これまで主に生産現場には高校生の新卒を採用し続けてきました。4人いる工場幹部のうち2人は新卒出身です。特に多いのが福岡県南部の県立工業高校、そして、弊社からすぐ近所にある農業や調理、介護などに特長をもつ職業系の県立高校です。10年以上毎年のように1人か2人は採用してきました。しかし、来春はこの両校からの採用がゼロで終わりそうとの報告を受けました。工業高校からの出身者は弊社で活躍中の方も多く、OBやOGが技能五輪やラベルコンテストでも好成績を挙げ、母校で講演の機会まで頂きました。近所の高校では学校評議員を仰せつかっています。なのになぜゼロ?採用担当者に聴くと、やるべき事はしっかりとやっていました。

原因の一つは求人の多さです。近所の高校は就職希望者約40人に対し、今年約1200社から求人があったようです。倍率30倍です。全員が希望する企業から内定をもらえたようです。企業にさらに人気の工業高校はもっと求人が多いものと推測できます。

慌てて周辺の他の高校にもアプローチし、なんとか必要数は確保してくれたようですが、むしろ高校生の方が大学生よりも採用が難しくなったのだと思います。

少子化で大学も専門学校も定員割れの学校が少なくありません。推薦入学などの無試験に近い入学ルートも増えており、そもそも就職希望者の絶対数が減っているのです。そんな貴重な高校生を奪い合う構造になっています。

もう一つの原因は県立高校の先生の転勤です。公務員ですから一定の期間で別の県立高校への転勤があるのです。これまで学生に弊社を推薦してもらっていた先生が別の高校に転勤してしまい、関係が途絶えてしまったことも今回の背景にあります。

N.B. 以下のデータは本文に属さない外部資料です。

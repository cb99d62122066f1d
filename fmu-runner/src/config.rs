//! Federation configuration files (JSON or TOML).

use std::collections::BTreeMap;
use std::fmt::Display;
use std::path::PathBuf;

use fmu_bus::Time;
use serde::Deserialize;

use crate::RunnerError;

/// Top-level structure of a federation config file.
#[derive(Debug, Default, Deserialize)]
#[serde(default)]
pub struct ConfigFile {
    pub stop: Option<TimeSpec>,
    pub step: Option<TimeSpec>,
    pub extractpath: Option<PathBuf>,
    pub fmus: Vec<FmuEntry>,
    pub connections: Vec<Connection>,
}

/// One FMU of the federation.
#[derive(Debug, Default, Deserialize)]
#[serde(default)]
pub struct FmuEntry {
    /// Path to the FMU archive, resolved against the search paths
    pub fmu: String,
    /// Federate name for this FMU
    pub name: String,
    /// Optional per-federate config file
    pub config: Option<PathBuf>,
    pub steptime: Option<TimeSpec>,
    pub starttime: Option<TimeSpec>,
    pub parameters: Vec<ParameterEntry>,
}

/// A parameter assignment, either spelled as `{"field": name, "value": v}` or as a plain
/// `{name: value}` map.
#[derive(Debug, Deserialize)]
#[serde(untagged)]
pub enum ParameterEntry {
    Field { field: String, value: Scalar },
    Map(BTreeMap<String, Scalar>),
}

impl ParameterEntry {
    /// Flatten into (name, value-string) assignments.
    pub fn assignments(&self) -> Vec<(String, String)> {
        match self {
            ParameterEntry::Field { field, value } => vec![(field.clone(), value.to_string())],
            ParameterEntry::Map(map) => map
                .iter()
                .map(|(name, value)| (name.clone(), value.to_string()))
                .collect(),
        }
    }
}

/// A cross-FMU connection, either `{"<from>": "<to>"}` or a `[from, to]` pair.
#[derive(Debug, Deserialize)]
#[serde(untagged)]
pub enum Connection {
    Pair(Vec<String>),
    Map(BTreeMap<String, String>),
}

impl Connection {
    /// The (from, to) endpoint pairs this entry describes.
    pub fn pairs(&self) -> Vec<(String, String)> {
        match self {
            Connection::Pair(items) => items
                .chunks_exact(2)
                .map(|pair| (pair[0].clone(), pair[1].clone()))
                .collect(),
            Connection::Map(map) => map
                .iter()
                .map(|(from, to)| (from.clone(), to.clone()))
                .collect(),
        }
    }
}

/// A scalar parameter value as it appears in a config file.
#[derive(Debug, Deserialize)]
#[serde(untagged)]
pub enum Scalar {
    Bool(bool),
    Number(f64),
    Text(String),
}

impl Display for Scalar {
    fn fmt(&self, f: &mut std::fmt::Formatter<'_>) -> std::fmt::Result {
        match self {
            Scalar::Bool(value) => write!(f, "{}", value),
            Scalar::Number(value) => write!(f, "{}", value),
            Scalar::Text(value) => write!(f, "{}", value),
        }
    }
}

/// A time: either seconds as a number or a string with a unit suffix.
#[derive(Debug, Deserialize)]
#[serde(untagged)]
pub enum TimeSpec {
    Seconds(f64),
    Text(String),
}

impl TimeSpec {
    pub fn to_time(&self) -> Result<Time, RunnerError> {
        match self {
            TimeSpec::Seconds(secs) => Ok(Time::from_secs_f64(*secs)),
            TimeSpec::Text(text) => text
                .parse()
                .map_err(|_| RunnerError::InvalidTime(text.clone())),
        }
    }
}

impl ConfigFile {
    pub fn from_json(text: &str) -> Result<Self, RunnerError> {
        serde_json::from_str(text).map_err(|e| RunnerError::ConfigFormat(e.to_string()))
    }

    pub fn from_toml(text: &str) -> Result<Self, RunnerError> {
        toml::from_str(text).map_err(|e| RunnerError::ConfigFormat(e.to_string()))
    }
}

#[cfg(test)]
mod tests {
    use super::*;

    #[test]
    fn test_json_config() {
        let config = ConfigFile::from_json(
            r#"{
              "stop": "2s",
              "step": 0.1,
              "fmus": [
                { "fmu": "bouncingBall.fmu", "name": "bbfed",
                  "parameters": [ { "field": "h", "value": 5 }, { "v": 2 } ] }
              ],
              "connections": [ { "bbfed.h": "other.height" } ]
            }"#,
        )
        .unwrap();

        assert_eq!(config.stop.as_ref().unwrap().to_time().unwrap(), Time::from_secs_f64(2.0));
        assert_eq!(config.step.as_ref().unwrap().to_time().unwrap(), Time::from_secs_f64(0.1));
        assert_eq!(config.fmus.len(), 1);
        let entry = &config.fmus[0];
        assert_eq!(entry.fmu, "bouncingBall.fmu");
        assert_eq!(entry.name, "bbfed");
        let assignments: Vec<_> = entry
            .parameters
            .iter()
            .flat_map(|p| p.assignments())
            .collect();
        assert_eq!(
            assignments,
            vec![("h".to_owned(), "5".to_owned()), ("v".to_owned(), "2".to_owned())]
        );
        assert_eq!(
            config.connections[0].pairs(),
            vec![("bbfed.h".to_owned(), "other.height".to_owned())]
        );
    }

    #[test]
    fn test_toml_config() {
        let config = ConfigFile::from_toml(
            r#"
stop = "30s"

[[fmus]]
fmu = "Feedthrough.fmu"
name = "fthru"
steptime = "100ms"

[[fmus.parameters]]
field = "Float64_fixed_parameter"
value = 1.5

[[connections]]
"pub0" = "fthru.Float64_continuous_input"
"#,
        )
        .unwrap();
        assert_eq!(config.fmus.len(), 1);
        assert_eq!(
            config.fmus[0].steptime.as_ref().unwrap().to_time().unwrap(),
            Time::from_secs_f64(0.1)
        );
        assert_eq!(
            config.connections[0].pairs(),
            vec![(
                "pub0".to_owned(),
                "fthru.Float64_continuous_input".to_owned()
            )]
        );
    }

    #[test]
    fn test_bad_config_is_an_error() {
        assert!(ConfigFile::from_json("{ not json").is_err());
        assert!(ConfigFile::from_toml("= bad").is_err());
    }
}
fn main() {
    println!("cargo:rerun-if-changed=src/logger.c");
    cc::Build::new().file("src/logger.c").compile("logger");
}
//! Model-exchange instance: event handling and continuous-state access.
//!
//! The solver/integration loop itself is not part of this crate; these operations are the raw
//! material an external integrator drives.

use std::sync::Arc;

use fmu_sys::fmi2 as binding;

use crate::catalog::CountKind;
use crate::functions::ModelExchangeFunctions;
use crate::status::Fmi2Error;
use crate::FmuKind;

use super::{transition_plan, FmuMode, FmuObject, PlanStep};

/// Result of an event update, mirrored from the ABI's event-info struct.
#[derive(Debug, Default, Clone, Copy)]
pub struct EventInfo {
    pub new_discrete_states_needed: bool,
    pub terminate_simulation: bool,
    pub nominals_of_continuous_states_changed: bool,
    pub values_of_continuous_states_changed: bool,
    pub next_event_time: Option<f64>,
}

/// A single model-exchange FMU instance.
pub struct ModelExchangeInstance {
    obj: FmuObject,
    me: Arc<ModelExchangeFunctions>,
    num_states: usize,
    num_indicators: usize,
}

impl ModelExchangeInstance {
    pub(crate) fn new(obj: FmuObject, me: Arc<ModelExchangeFunctions>) -> Self {
        let num_states = obj.catalog().count(CountKind::States);
        let num_indicators = obj.catalog().count(CountKind::Events);
        Self {
            obj,
            me,
            num_states,
            num_indicators,
        }
    }

    pub fn num_states(&self) -> usize {
        self.num_states
    }

    pub fn num_indicators(&self) -> usize {
        self.num_indicators
    }

    /// Request a mode transition, with the model-exchange shortcuts: entering continuous time
    /// routes through event mode, and the `EnterContinuousTimeMode` call is skipped for
    /// stateless FMUs.
    pub fn set_mode(&mut self, mode: FmuMode) -> Result<(), Fmi2Error> {
        let plan = transition_plan(
            self.obj.current_mode(),
            mode,
            FmuKind::ModelExchange,
            self.num_states > 0,
        );
        match plan {
            Ok((target, steps)) => {
                let me = Arc::clone(&self.me);
                self.obj.run_plan(target, &steps, |step, component| match step {
                    PlanStep::EnterEventMode => {
                        Some(unsafe { (me.enter_event_mode)(component) })
                    }
                    PlanStep::EnterContinuousTimeMode => {
                        Some(unsafe { (me.enter_continuous_time_mode)(component) })
                    }
                    _ => None,
                })
            }
            Err(err) => {
                if mode == FmuMode::Error {
                    self.obj.set_error_mode();
                }
                Err(err)
            }
        }
    }

    /// Update discrete states at the current super-dense time instant.
    pub fn new_discrete_states(&mut self) -> Result<EventInfo, Fmi2Error> {
        let mut raw = binding::fmi2EventInfo::default();
        let ret = unsafe { (self.me.new_discrete_states)(self.obj.component(), &mut raw) };
        self.obj.handle_status(ret)?;
        Ok(EventInfo {
            new_discrete_states_needed: raw.newDiscreteStatesNeeded != 0,
            terminate_simulation: raw.terminateSimulation != 0,
            nominals_of_continuous_states_changed: raw.nominalsOfContinuousStatesChanged != 0,
            values_of_continuous_states_changed: raw.valuesOfContinuousStatesChanged != 0,
            next_event_time: (raw.nextEventTimeDefined != 0).then_some(raw.nextEventTime),
        })
    }

    /// Signal a completed integrator step.
    ///
    /// Returns `(enter_event_mode, terminate_simulation)`.
    pub fn completed_integrator_step(
        &mut self,
        no_set_fmu_state_prior_to_current_point: bool,
    ) -> Result<(bool, bool), Fmi2Error> {
        let mut enter_event_mode: binding::fmi2Boolean = 0;
        let mut terminate_simulation: binding::fmi2Boolean = 0;
        let ret = unsafe {
            (self.me.completed_integrator_step)(
                self.obj.component(),
                no_set_fmu_state_prior_to_current_point as binding::fmi2Boolean,
                &mut enter_event_mode,
                &mut terminate_simulation,
            )
        };
        self.obj.handle_status(ret)?;
        Ok((enter_event_mode != 0, terminate_simulation != 0))
    }

    /// Set the independent variable. Skipped for stateless FMUs, which carry no time variable.
    pub fn set_time(&mut self, time: f64) -> Result<(), Fmi2Error> {
        if self.num_states == 0 {
            return Ok(());
        }
        let ret = unsafe { (self.me.set_time)(self.obj.component(), time) };
        self.obj.handle_status(ret).map(|_| ())
    }

    pub fn set_states(&mut self, states: &[f64]) -> Result<(), Fmi2Error> {
        assert_eq!(states.len(), self.num_states);
        let ret = unsafe {
            (self.me.set_continuous_states)(self.obj.component(), states.as_ptr(), self.num_states)
        };
        self.obj.handle_status(ret).map(|_| ())
    }

    pub fn get_states(&self, states: &mut [f64]) -> Result<(), Fmi2Error> {
        assert_eq!(states.len(), self.num_states);
        let ret = unsafe {
            (self.me.get_continuous_states)(
                self.obj.component(),
                states.as_mut_ptr(),
                self.num_states,
            )
        };
        self.obj.handle_status(ret).map(|_| ())
    }

    pub fn get_derivatives(&self, derivatives: &mut [f64]) -> Result<(), Fmi2Error> {
        assert_eq!(derivatives.len(), self.num_states);
        let ret = unsafe {
            (self.me.get_derivatives)(
                self.obj.component(),
                derivatives.as_mut_ptr(),
                self.num_states,
            )
        };
        self.obj.handle_status(ret).map(|_| ())
    }

    pub fn get_event_indicators(&self, indicators: &mut [f64]) -> Result<(), Fmi2Error> {
        assert_eq!(indicators.len(), self.num_indicators);
        let ret = unsafe {
            (self.me.get_event_indicators)(
                self.obj.component(),
                indicators.as_mut_ptr(),
                self.num_indicators,
            )
        };
        self.obj.handle_status(ret).map(|_| ())
    }

    pub fn get_nominals_of_continuous_states(
        &self,
        nominals: &mut [f64],
    ) -> Result<(), Fmi2Error> {
        assert_eq!(nominals.len(), self.num_states);
        let ret = unsafe {
            (self.me.get_nominals_of_continuous_states)(
                self.obj.component(),
                nominals.as_mut_ptr(),
                self.num_states,
            )
        };
        self.obj.handle_status(ret).map(|_| ())
    }

    /// Names of the continuous-state variables.
    pub fn state_names(&self) -> Vec<String> {
        self.obj.catalog().variable_names("state")
    }
}

impl std::ops::Deref for ModelExchangeInstance {
    type Target = FmuObject;

    fn deref(&self) -> &Self::Target {
        &self.obj
    }
}

impl std::ops::DerefMut for ModelExchangeInstance {
    fn deref_mut(&mut self) -> &mut Self::Target {
        &mut self.obj
    }
}

impl std::fmt::Debug for ModelExchangeInstance {
    fn fmt(&self, f: &mut std::fmt::Formatter) -> std::fmt::Result {
        write!(
            f,
            "ModelExchangeInstance {{{:?}, states: {}, indicators: {}}}",
            self.obj, self.num_states, self.num_indicators
        )
    }
}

待遇改善を行うことは当然として、他に方法が無いものかと考えていた所、高校の新卒採用のコンサルの方を紹介されました。高校生の目線に立った様々なツールを制作したり、待遇の改善などをアドバイスされている方でした。その方からは弊社がすでにそれらが一定のレベルにあることを把握された上で、残された手段として、先生の転勤の少ない私立高校へのアプローチと遠方(特に離島や過疎地域)の高校へのアプローチを勧められました。遠方の高校からの採用には多くの成功事例があるようです。当然18歳の皆さんに一人暮らしを強いることになりますから、食や住に関するサポートが必要になります。来年は弊社も遠方の高校にもアプローチすることも視野に入れています。

同様の事を大企業も考えているはずです。九州の高校生をターゲットにする中央の大企業との高校生の奪い合い、待遇改善の継続など、ここにも一定の注意が必要だと思います。

最後にご報告ですが、先月お伝えした技能実習生を教育するための日本語検定N1、N2人材の採用ですが、ご縁があって1人の方に内定を出しました。これから労働ビザ等の手続きに入ります。